Prior to the pandemic, the Balhousie North Inch residents and the schoolchildren created their very own ‘Balhousie Intergenerational Tartan’ together, bearing the name of both and using the red and white uniform from the school, and blues and greys that feature in Balhousie Care Group colours. The inauguration involved John Fyffe, Deacon of the Weaver Incorporation of Dundee, who presented the care home with the official Scottish Register of Tartans certificate, and weaver Ashleigh Slater, who had worked with the children and residents to develop their ideas into their tartan, in a series of workshops at the care home. The tartan was to symbolise a lasting legacy of the partnership, but plans came to a halt as lockdowns ‘stopped play’.
Home Manager, Diane Cain was delighted to resurrect the plans this month as the tartan finally gets into production with Strathmore Woollen Company in Forfar, and the competition is the perfect way to engage the new classes with the project once again.
All children had to do to enter was to let their imagination run wild and draw a picture to include a kilt (like the prize), a squirrel (like the grey ones that live in the care home’s grounds) and a castle (like Balhousie Castle by the school and after which Balhousie Care was named).

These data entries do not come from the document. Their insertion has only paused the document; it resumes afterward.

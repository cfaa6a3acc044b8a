//! Built-in profile synthesis
//!
//! Generates small, well-formed profile byte blobs for the common
//! working spaces so callers do not need profile files on disk. The
//! output parses through [`Profile::parse`] like any external profile.

use crate::color::white_point::{WhitePoint, D50, D65};
use crate::color::Xyz;
use crate::error::BuildError;
use crate::icc::header::{ColorSpace, ProfileClass, RenderingIntent, PROFILE_MAGIC};
use crate::icc::tags::text::encode_mluc;
use crate::icc::types::{S15Fixed16, TagSignature, U8Fixed8, XyzNumber};
use crate::math::chromatic_adaptation::adaptation_matrix;
use crate::math::Matrix3x3;

const VERSION_4_3: u32 = 0x0430_0000;

/// Chromaticity coordinates (x, y) of one primary
pub type Chromaticity = (f64, f64);

/// sRGB primaries per IEC 61966-2-1
pub const SRGB_PRIMARIES: [Chromaticity; 3] = [(0.64, 0.33), (0.30, 0.60), (0.15, 0.06)];

/// Display P3 primaries (DCI-P3 gamut, D65 white)
pub const DISPLAY_P3_PRIMARIES: [Chromaticity; 3] = [(0.680, 0.320), (0.265, 0.690), (0.150, 0.060)];

/// Transfer curve for a synthesized RGB profile
#[derive(Debug, Clone, Copy, PartialEq)]
pub enum TransferCurve {
    /// Y = X, written as an empty 'curv'
    Linear,
    /// Power function, written as a one-entry 'curv'
    Gamma(f64),
    /// IEC 61966-2-1, written as a type 3 'para'
    Srgb,
}

impl TransferCurve {
    fn encode(&self) -> Vec<u8> {
        match self {
            Self::Linear => curv_body(&[]),
            Self::Gamma(g) => {
                let mut body = Vec::new();
                body.extend_from_slice(b"curv");
                body.extend_from_slice(&[0; 4]);
                body.extend_from_slice(&1u32.to_be_bytes());
                body.extend_from_slice(&U8Fixed8::from_f64(*g).0.to_be_bytes());
                body
            }
            Self::Srgb => {
                let mut body = Vec::new();
                body.extend_from_slice(b"para");
                body.extend_from_slice(&[0; 4]);
                body.extend_from_slice(&3u16.to_be_bytes());
                body.extend_from_slice(&[0; 2]);
                for p in [2.4, 1.0 / 1.055, 0.055 / 1.055, 1.0 / 12.92, 0.04045] {
                    body.extend_from_slice(&S15Fixed16::from_f64(p).to_be_bytes());
                }
                body
            }
        }
    }
}

fn curv_body(entries: &[u16]) -> Vec<u8> {
    let mut body = Vec::new();
    body.extend_from_slice(b"curv");
    body.extend_from_slice(&[0; 4]);
    body.extend_from_slice(&(entries.len() as u32).to_be_bytes());
    for e in entries {
        body.extend_from_slice(&e.to_be_bytes());
    }
    body
}

fn xyz_body(xyz: Xyz) -> Vec<u8> {
    let mut body = Vec::new();
    body.extend_from_slice(b"XYZ ");
    body.extend_from_slice(&[0; 4]);
    body.extend_from_slice(&XyzNumber::from_xyz(xyz).to_bytes());
    body
}

fn sf32_body(m: &Matrix3x3) -> Vec<u8> {
    let mut body = Vec::new();
    body.extend_from_slice(b"sf32");
    body.extend_from_slice(&[0; 4]);
    for row in &m.m {
        for v in row {
            body.extend_from_slice(&S15Fixed16::from_f64(*v).to_be_bytes());
        }
    }
    body
}

/// Assemble header, tag table and bodies into profile bytes
fn assemble(
    class: ProfileClass,
    color_space: ColorSpace,
    tags: &[(TagSignature, Vec<u8>)],
) -> Vec<u8> {
    let table_end = 132 + tags.len() * 12;
    let mut offsets = Vec::with_capacity(tags.len());
    let mut bodies = Vec::new();
    let mut pos = table_end;
    for (_, body) in tags {
        offsets.push(pos as u32);
        bodies.extend_from_slice(body);
        let padded = body.len().div_ceil(4) * 4;
        bodies.resize(bodies.len() + padded - body.len(), 0);
        pos += padded;
    }

    let total = table_end + bodies.len();
    let mut data = vec![0u8; table_end];
    data[0..4].copy_from_slice(&(total as u32).to_be_bytes());
    data[8..12].copy_from_slice(&VERSION_4_3.to_be_bytes());
    data[12..16].copy_from_slice(&class.signature().to_be_bytes());
    data[16..20].copy_from_slice(&color_space.signature().to_be_bytes());
    data[20..24].copy_from_slice(&ColorSpace::Xyz.signature().to_be_bytes());
    data[36..40].copy_from_slice(&PROFILE_MAGIC.to_be_bytes());
    data[64..68]
        .copy_from_slice(&RenderingIntent::RelativeColorimetric.to_u32().to_be_bytes());
    data[68..80].copy_from_slice(&XyzNumber::from_xyz(D50.xyz).to_bytes());

    data[128..132].copy_from_slice(&(tags.len() as u32).to_be_bytes());
    for (i, ((sig, body), offset)) in tags.iter().zip(&offsets).enumerate() {
        let base = 132 + i * 12;
        data[base..base + 4].copy_from_slice(&sig.0.to_be_bytes());
        data[base + 4..base + 8].copy_from_slice(&offset.to_be_bytes());
        data[base + 8..base + 12].copy_from_slice(&(body.len() as u32).to_be_bytes());
    }
    data.extend_from_slice(&bodies);
    data
}

/// XYZ of a primary with luminance left unnormalized (Y = 1 per unit)
fn chromaticity_to_xyz((x, y): Chromaticity) -> Option<[f64; 3]> {
    if y.abs() < 1e-10 {
        return None;
    }
    Some([x / y, 1.0, (1.0 - x - y) / y])
}

/// Colorant matrix for primaries and white, adapted to D50
///
/// Column scaling follows the usual derivation: solve for the channel
/// gains that make the three primaries sum to the white point, then
/// Bradford-adapt the result so the stored colorants are D50-relative.
fn colorants_for(
    primaries: [Chromaticity; 3],
    white: WhitePoint,
) -> Result<Matrix3x3, BuildError> {
    let mut p = [[0.0; 3]; 3];
    for (col, chroma) in primaries.iter().enumerate() {
        let xyz = chromaticity_to_xyz(*chroma).ok_or(BuildError::SingularMatrix {
            side: "primaries",
        })?;
        for row in 0..3 {
            p[row][col] = xyz[row];
        }
    }
    let p = Matrix3x3::new(p);

    let inv = p.inverse().ok_or(BuildError::SingularMatrix {
        side: "primaries",
    })?;
    let s = inv.multiply_vec(white.xyz.to_array());
    let native = p.multiply(&Matrix3x3::diagonal(s[0], s[1], s[2]));

    let adapt = adaptation_matrix(&white, &D50);
    Ok(adapt.multiply(&native))
}

/// Synthesize an RGB display profile from primaries, white and curve
pub fn rgb(
    description: &str,
    primaries: [Chromaticity; 3],
    white: WhitePoint,
    curve: TransferCurve,
) -> Result<Vec<u8>, BuildError> {
    let colorants = colorants_for(primaries, white)?;
    let trc = curve.encode();

    let column = |c: usize| {
        Xyz::new(
            colorants.m[0][c],
            colorants.m[1][c],
            colorants.m[2][c],
        )
    };

    let tags = vec![
        (TagSignature::DESC, encode_mluc(description)),
        (
            TagSignature::COPYRIGHT,
            encode_mluc("Public domain synthetic profile"),
        ),
        (TagSignature::MEDIA_WHITE, xyz_body(D50.xyz)),
        (
            TagSignature::CHAD,
            sf32_body(&adaptation_matrix(&white, &D50)),
        ),
        (TagSignature::RED_COLORANT, xyz_body(column(0))),
        (TagSignature::GREEN_COLORANT, xyz_body(column(1))),
        (TagSignature::BLUE_COLORANT, xyz_body(column(2))),
        (TagSignature::RED_TRC, trc.clone()),
        (TagSignature::GREEN_TRC, trc.clone()),
        (TagSignature::BLUE_TRC, trc),
    ];

    Ok(assemble(ProfileClass::Display, ColorSpace::Rgb, &tags))
}

/// The standard sRGB display profile
pub fn srgb() -> Vec<u8> {
    rgb("sRGB built-in", SRGB_PRIMARIES, D65, TransferCurve::Srgb)
        .expect("sRGB primaries are non-degenerate")
}

/// Display P3 gamut with a linear transfer curve
pub fn linear_display_p3() -> Vec<u8> {
    rgb(
        "Linear Display P3 built-in",
        DISPLAY_P3_PRIMARIES,
        D65,
        TransferCurve::Linear,
    )
    .expect("Display P3 primaries are non-degenerate")
}

/// Grayscale profile with a power-function tone curve
pub fn gray(gamma: f64) -> Vec<u8> {
    let tags = vec![
        (TagSignature::DESC, encode_mluc("Gray built-in")),
        (TagSignature::MEDIA_WHITE, xyz_body(D50.xyz)),
        (TagSignature::GRAY_TRC, TransferCurve::Gamma(gamma).encode()),
    ];
    assemble(ProfileClass::Display, ColorSpace::Gray, &tags)
}
//! Multi-dimensional LUT tags: 'mft1', 'mft2', 'mAB ' and 'mBA '
//!
//! All four wire formats decode to the same ordered-element model. An
//! element list already in evaluation order keeps the pipeline builder
//! out of the per-format layout business.

use crate::error::DecodeError;
use crate::icc::tags::curves::{decode_curv, decode_para, Curve};
use crate::icc::types::{S15Fixed16, TypeSignature};
use crate::math::interpolation::{multilinear_interp, MAX_CLUT_INPUTS};
use crate::math::Matrix3x3;

/// A multi-dimensional lookup table with per-dimension grid sizes
#[derive(Debug, Clone, PartialEq)]
pub struct Clut {
    /// Node count per input dimension, first dimension slowest
    pub grid_points: Vec<u8>,
    /// `output_channels` interleaved values per node, in [0, 1]
    pub samples: Vec<f64>,
    pub output_channels: usize,
}

impl Clut {
    pub fn input_channels(&self) -> usize {
        self.grid_points.len()
    }

    /// Evaluate by multilinear interpolation, inputs in [0, 1]
    pub fn eval(&self, input: &[f64], output: &mut [f64]) {
        multilinear_interp(
            &self.samples,
            &self.grid_points,
            self.output_channels,
            input,
            output,
        );
    }
}

/// One processing element of a decoded LUT, in evaluation order
#[derive(Debug, Clone, PartialEq)]
pub enum LutElement {
    /// Per-channel tone curves
    Curves(Vec<Curve>),
    /// 3x3 matrix plus offset, applied as M*v + o
    Matrix { matrix: Matrix3x3, offset: [f64; 3] },
    Clut(Clut),
}

/// A decoded LUT tag as an ordered element chain
#[derive(Debug, Clone, PartialEq)]
pub struct Lut {
    pub input_channels: usize,
    pub output_channels: usize,
    pub elements: Vec<LutElement>,
}

fn check_channels(input: u8, output: u8) -> Result<(usize, usize), DecodeError> {
    let (i, o) = (input as usize, output as usize);
    if i == 0 || i > MAX_CLUT_INPUTS || o == 0 || o > MAX_CLUT_INPUTS {
        return Err(DecodeError::Corrupted {
            what: "lut channel counts",
            detail: format!("{} in, {} out", i, o),
        });
    }
    Ok((i, o))
}

fn read_s15(data: &[u8], off: usize) -> f64 {
    S15Fixed16::from_be_bytes([data[off], data[off + 1], data[off + 2], data[off + 3]]).to_f64()
}

/// Decode 'mft1' (8-bit) or 'mft2' (16-bit)
pub fn decode_mft(data: &[u8], sixteen_bit: bool) -> Result<Lut, DecodeError> {
    let what = if sixteen_bit { "mft2" } else { "mft1" };
    let header_len = if sixteen_bit { 52 } else { 48 };
    if data.len() < header_len {
        return Err(DecodeError::Truncated {
            what,
            expected: header_len,
            actual: data.len(),
        });
    }

    let (input_channels, output_channels) = check_channels(data[8], data[9])?;
    let grid = data[10] as usize;
    if grid < 2 {
        return Err(DecodeError::Corrupted {
            what: "mft grid size",
            detail: format!("{} points per dimension", grid),
        });
    }

    // 3x3 matrix at offset 12, identity unless the source is PCSXYZ
    let mut m = [[0.0; 3]; 3];
    for r in 0..3 {
        for c in 0..3 {
            m[r][c] = read_s15(data, 12 + (r * 3 + c) * 4);
        }
    }
    let matrix = Matrix3x3::new(m);

    let (input_entries, output_entries, mut pos) = if sixteen_bit {
        let ie = u16::from_be_bytes([data[48], data[49]]) as usize;
        let oe = u16::from_be_bytes([data[50], data[51]]) as usize;
        (ie, oe, 52)
    } else {
        (256, 256, 48)
    };

    let sample_size = if sixteen_bit { 2 } else { 1 };

    fn read_sample(data: &[u8], off: usize, sixteen_bit: bool) -> f64 {
        if sixteen_bit {
            u16::from_be_bytes([data[off], data[off + 1]]) as f64 / 65535.0
        } else {
            data[off] as f64 / 255.0
        }
    }

    fn read_tables(
        data: &[u8],
        pos: &mut usize,
        count: usize,
        entries: usize,
        sixteen_bit: bool,
    ) -> Result<Vec<Curve>, DecodeError> {
        let sample_size = if sixteen_bit { 2 } else { 1 };
        let mut curves = Vec::with_capacity(count);
        for _ in 0..count {
            let needed = *pos + entries * sample_size;
            if data.len() < needed {
                return Err(DecodeError::Truncated {
                    what: "mft curve table",
                    expected: needed,
                    actual: data.len(),
                });
            }
            let table: Vec<f64> = (0..entries)
                .map(|i| read_sample(data, *pos + i * sample_size, sixteen_bit))
                .collect();
            *pos += entries * sample_size;
            curves.push(Curve::Table(table));
        }
        Ok(curves)
    }

    let input_curves = read_tables(data, &mut pos, input_channels, input_entries, sixteen_bit)?;

    let clut_nodes = grid.pow(input_channels as u32);
    let clut_values = clut_nodes * output_channels;
    let needed = pos + clut_values * sample_size;
    if data.len() < needed {
        return Err(DecodeError::Truncated {
            what: "mft clut",
            expected: needed,
            actual: data.len(),
        });
    }
    let samples: Vec<f64> = (0..clut_values)
        .map(|i| read_sample(data, pos + i * sample_size, sixteen_bit))
        .collect();
    pos += clut_values * sample_size;

    let output_curves = read_tables(data, &mut pos, output_channels, output_entries, sixteen_bit)?;

    let mut elements = Vec::new();
    if !matrix.is_identity(1e-9) {
        elements.push(LutElement::Matrix {
            matrix,
            offset: [0.0; 3],
        });
    }
    elements.push(LutElement::Curves(input_curves));
    elements.push(LutElement::Clut(Clut {
        grid_points: vec![grid as u8; input_channels],
        samples,
        output_channels,
    }));
    elements.push(LutElement::Curves(output_curves));

    Ok(Lut {
        input_channels,
        output_channels,
        elements,
    })
}

/// Read a packed sequence of 'curv'/'para' curves, each 4-byte aligned
fn read_curve_sequence(data: &[u8], start: usize, count: usize) -> Result<Vec<Curve>, DecodeError> {
    let mut curves = Vec::with_capacity(count);
    let mut pos = start;

    for _ in 0..count {
        if data.len() < pos + 12 {
            return Err(DecodeError::Truncated {
                what: "embedded curve",
                expected: pos + 12,
                actual: data.len(),
            });
        }
        let sig = TypeSignature(u32::from_be_bytes([
            data[pos],
            data[pos + 1],
            data[pos + 2],
            data[pos + 3],
        ]));
        let rest = &data[pos..];

        let (curve, len) = match sig {
            TypeSignature::CURVE => {
                let count =
                    u32::from_be_bytes([rest[8], rest[9], rest[10], rest[11]]) as usize;
                let len = 12 + count * 2;
                (decode_curv(rest)?, len)
            }
            TypeSignature::PARA => {
                let function_type = u16::from_be_bytes([rest[8], rest[9]]);
                let curve = decode_para(rest)?;
                let params = match function_type {
                    0 => 1,
                    1 => 3,
                    2 => 4,
                    3 => 5,
                    _ => 7,
                };
                (curve, 12 + params * 4)
            }
            other => {
                return Err(DecodeError::Corrupted {
                    what: "embedded curve",
                    detail: format!("unexpected type '{}'", other),
                });
            }
        };

        curves.push(curve);
        pos += len.div_ceil(4) * 4;
    }

    Ok(curves)
}

fn read_mab_matrix(data: &[u8], offset: usize) -> Result<LutElement, DecodeError> {
    if data.len() < offset + 48 {
        return Err(DecodeError::Truncated {
            what: "mAB matrix",
            expected: offset + 48,
            actual: data.len(),
        });
    }
    let mut m = [[0.0; 3]; 3];
    for r in 0..3 {
        for c in 0..3 {
            m[r][c] = read_s15(data, offset + (r * 3 + c) * 4);
        }
    }
    let mut off = [0.0; 3];
    for (i, o) in off.iter_mut().enumerate() {
        *o = read_s15(data, offset + 36 + i * 4);
    }
    Ok(LutElement::Matrix {
        matrix: Matrix3x3::new(m),
        offset: off,
    })
}

fn read_mab_clut(
    data: &[u8],
    offset: usize,
    input_channels: usize,
    output_channels: usize,
) -> Result<Clut, DecodeError> {
    if data.len() < offset + 20 {
        return Err(DecodeError::Truncated {
            what: "mAB clut header",
            expected: offset + 20,
            actual: data.len(),
        });
    }

    if input_channels > MAX_CLUT_INPUTS {
        return Err(DecodeError::TooManyGridDimensions(input_channels));
    }

    let grid_points: Vec<u8> = data[offset..offset + input_channels].to_vec();
    if grid_points.iter().any(|&g| g < 2) {
        return Err(DecodeError::Corrupted {
            what: "mAB clut grid",
            detail: format!("{:?}", grid_points),
        });
    }

    let precision = data[offset + 16] as usize;
    if precision != 1 && precision != 2 {
        return Err(DecodeError::Corrupted {
            what: "mAB clut precision",
            detail: format!("{} bytes per sample", precision),
        });
    }

    let nodes: usize = grid_points.iter().map(|&g| g as usize).product();
    let values = nodes * output_channels;
    let start = offset + 20;
    let needed = start + values * precision;
    if data.len() < needed {
        return Err(DecodeError::Truncated {
            what: "mAB clut samples",
            expected: needed,
            actual: data.len(),
        });
    }

    let samples: Vec<f64> = (0..values)
        .map(|i| {
            let off = start + i * precision;
            if precision == 2 {
                u16::from_be_bytes([data[off], data[off + 1]]) as f64 / 65535.0
            } else {
                data[off] as f64 / 255.0
            }
        })
        .collect();

    Ok(Clut {
        grid_points,
        samples,
        output_channels,
    })
}

/// Decode 'mAB ' (device → PCS) or 'mBA ' (PCS → device)
///
/// Both formats store five optional sub-elements addressed by offsets
/// from the tag start. 'mAB ' evaluates A → CLUT → M → matrix → B;
/// 'mBA ' evaluates B → matrix → M → CLUT → A.
pub fn decode_mab(data: &[u8], b_to_a: bool) -> Result<Lut, DecodeError> {
    let what = if b_to_a { "mBA" } else { "mAB" };
    if data.len() < 32 {
        return Err(DecodeError::Truncated {
            what,
            expected: 32,
            actual: data.len(),
        });
    }

    let (input_channels, output_channels) = check_channels(data[8], data[9])?;

    let read_offset = |off: usize| {
        u32::from_be_bytes([data[off], data[off + 1], data[off + 2], data[off + 3]]) as usize
    };
    let b_offset = read_offset(12);
    let matrix_offset = read_offset(16);
    let m_offset = read_offset(20);
    let clut_offset = read_offset(24);
    let a_offset = read_offset(28);

    // The B side always has 3 channels (PCS); the A side matches the
    // device. For mAB the A side is the input, for mBA the output.
    let (a_channels, b_channels) = if b_to_a {
        (output_channels, input_channels)
    } else {
        (input_channels, output_channels)
    };

    let a_curves = if a_offset != 0 {
        Some(LutElement::Curves(read_curve_sequence(
            data, a_offset, a_channels,
        )?))
    } else {
        None
    };
    let m_curves = if m_offset != 0 {
        Some(LutElement::Curves(read_curve_sequence(
            data, m_offset, b_channels,
        )?))
    } else {
        None
    };
    let b_curves = if b_offset != 0 {
        Some(LutElement::Curves(read_curve_sequence(
            data, b_offset, b_channels,
        )?))
    } else {
        None
    };
    let matrix = if matrix_offset != 0 {
        Some(read_mab_matrix(data, matrix_offset)?)
    } else {
        None
    };
    let clut = if clut_offset != 0 {
        let (ci, co) = if b_to_a {
            (b_channels, a_channels)
        } else {
            (a_channels, b_channels)
        };
        Some(LutElement::Clut(read_mab_clut(data, clut_offset, ci, co)?))
    } else {
        None
    };

    let ordered: Vec<Option<LutElement>> = if b_to_a {
        vec![b_curves, matrix, m_curves, clut, a_curves]
    } else {
        vec![a_curves, clut, m_curves, matrix, b_curves]
    };
    let elements: Vec<LutElement> = ordered.into_iter().flatten().collect();

    if elements.is_empty() {
        return Err(DecodeError::Corrupted {
            what: "mAB elements",
            detail: "all sub-element offsets are zero".into(),
        });
    }

    Ok(Lut {
        input_channels,
        output_channels,
        elements,
    })
}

Balhousie Primary sits within a grand Victorian building in the heart of Perth, but, along with North Muirton Primary, will be transferring to a brand new building, Riverside Primary, in April 2023.
Teacher, Katrina, has developed and written an intergenerational module for primary teaching, along with a colleague from Generations Working Together, Lorraine George, giving ideas, specific curriculum aspects to consider, along with physical and emotional considerations. Katrina explained, “The partnership between the home and the school, the children and the residents, has been joyful for all involved, but gives a great point of learning for the children too. It’s been such a longstanding friendship, across many incarnations of primary classes and residents, while the new school is somewhat further away in terms of walking time, we really hope we can continue to come together regularly, as we have done for so many years.”
Once the creations are completed, they will come through to Diane at Balhousie North Inch, who will then engage her residents’ artistic prowess to judge and decide the winning entry. Then the kilt measuring and making will commence for presentation in the autumn!